Sono partito tre mesi fa, in piena estate, ed ora mi ritrovo l’autunno alle porte. Ed anche se è una metafora poetica che hanno usato tutti, sono caduto come le foglie degli alberi.
Quest’ultimo periodo è stato frenetico, per questo non mi sono mai fermato a pensare, a riflettere e tutto ciò mi manca moltissimo. Adesso ne ho tutto il tempo, per ricostruire la mia memoria, la storia della mia morte.
Questa faccenda è iniziata a marzo. Io e la mia famiglia stavamo traslocando e non c’era molto tempo per leggere i giornali o guardare la televisione. Avevo sentito parlare di minacce di bombardamenti e di attacchi militari ma pensavo fosse uno dei soliti bluff degli americani, per ottenere chissà quali privilegi.
Col passare dei giorni i toni minacciosi non si placavano e questo iniziava a stupirmi. Il giorno in cui ho cambiato casa sono iniziati gli attacchi. Memore della guerra del Golfo, quando "tifavo" per gli americani, ho subito pensato di assistere ad una guerra-lampo, ad alcune minacce. In quest’occasione devo ammettere di non aver dimostrato molta lungimiranza. Così iniziò la guerra con i serbi e la difesa dei kosovari, un popolo di cui non avevo mai sentito parlare.

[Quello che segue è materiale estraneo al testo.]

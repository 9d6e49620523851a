//! Calibrated landmark points per stem size.

use nalgebra::Point3;

/// The calibrated landmark points of one stem size, in the component's local
/// frame (millimeters).
///
/// These are fixed calibration constants supplied by the manufacturer's data
/// sheets, looked up by label only; nothing in the engine derives them.
#[derive(Debug, Clone, Copy, PartialEq)]
pub struct LandmarkSet {
    /// Neck origin (calibration id `RES_01`): the rotation/placement anchor.
    pub neck_origin: Point3<f64>,
    /// Distal reference point (`RES_02`): used for family-to-family
    /// alignment when swapping stem variants.
    pub distal_ref: Point3<f64>,
    /// Head target point (`TPR_01`): where the modular head attaches.
    pub head_target: Point3<f64>,
}

impl LandmarkSet {
    /// Builds a landmark set from raw `[x, y, z]` calibration rows.
    #[must_use]
    pub fn from_rows(neck_origin: [f64; 3], distal_ref: [f64; 3], head_target: [f64; 3]) -> Self {
        Self {
            neck_origin: Point3::new(neck_origin[0], neck_origin[1], neck_origin[2]),
            distal_ref: Point3::new(distal_ref[0], distal_ref[1], distal_ref[2]),
            head_target: Point3::new(head_target[0], head_target[1], head_target[2]),
        }
    }

    /// The all-zero landmark set.
    ///
    /// Returned for labels inside a declared family but outside the authored
    /// calibration rows; documented fallback, not an error.
    #[must_use]
    pub fn zero() -> Self {
        Self {
            neck_origin: Point3::origin(),
            distal_ref: Point3::origin(),
            head_target: Point3::origin(),
        }
    }
}

impl Default for LandmarkSet {
    fn default() -> Self {
        Self::zero()
    }
}

#[cfg(test)]
mod tests {
    use super::*;

    #[test]
    fn test_from_rows() {
        let set = LandmarkSet::from_rows([-11.07, 0.0, 11.07], [-19.5, 0.0, 2.64], [-38.29, 0.0, 38.29]);
        assert_eq!(set.neck_origin, Point3::new(-11.07, 0.0, 11.07));
        assert_eq!(set.distal_ref, Point3::new(-19.5, 0.0, 2.64));
        assert_eq!(set.head_target, Point3::new(-38.29, 0.0, 38.29));
    }

    #[test]
    fn test_zero_default() {
        assert_eq!(LandmarkSet::default(), LandmarkSet::zero());
        assert_eq!(LandmarkSet::zero().neck_origin, Point3::origin());
    }
}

Dopo oltre due settimane gli attacchi andavano avanti, i telegiornali iniziavano a trascurare le notizie sui bombardamenti e sui profughi, tutto si stava spostando verso le macchinazioni politiche. Da una parte sembrava che ogni nazione non fosse più in grado di dialogare e che "gli altri" fossero i cattivi, i "traditori". Così io sentivo dire che i Serbi fossero macellai e che bisognava distruggere i motori produttivi del paese, annientare ogni forma di sostentamento. Le popolazioni slave ci accusavano di aver violentato la loro terra, di aver bombardato il loro popolo senza alcuna motivazione. E, se gli attacchi non si fossero fermati, sarebbero stati costretti ad intervenire. In mezzo c’erano gli albanesi (sono un popolo veramente sfigato!) che da una parte venivano cacciati e dall’altra erano loro minate le strade di fuga. Da una parte c’era un governo che non li voleva, dall’altra un governo che, accidentalmente, li bombardava.
In quel periodo stavo ancora studiando, e nel mentre facevo altre mille cose. Uscivo puntualmente il venerdì e il sabato con i miei amici, i miei compagni di scuola, le tre-quattro persone con cui sono cresciuto. Eravamo tutti poco più che maggiorenni, ci piaceva andare in birreria e qualche volta ai concerti.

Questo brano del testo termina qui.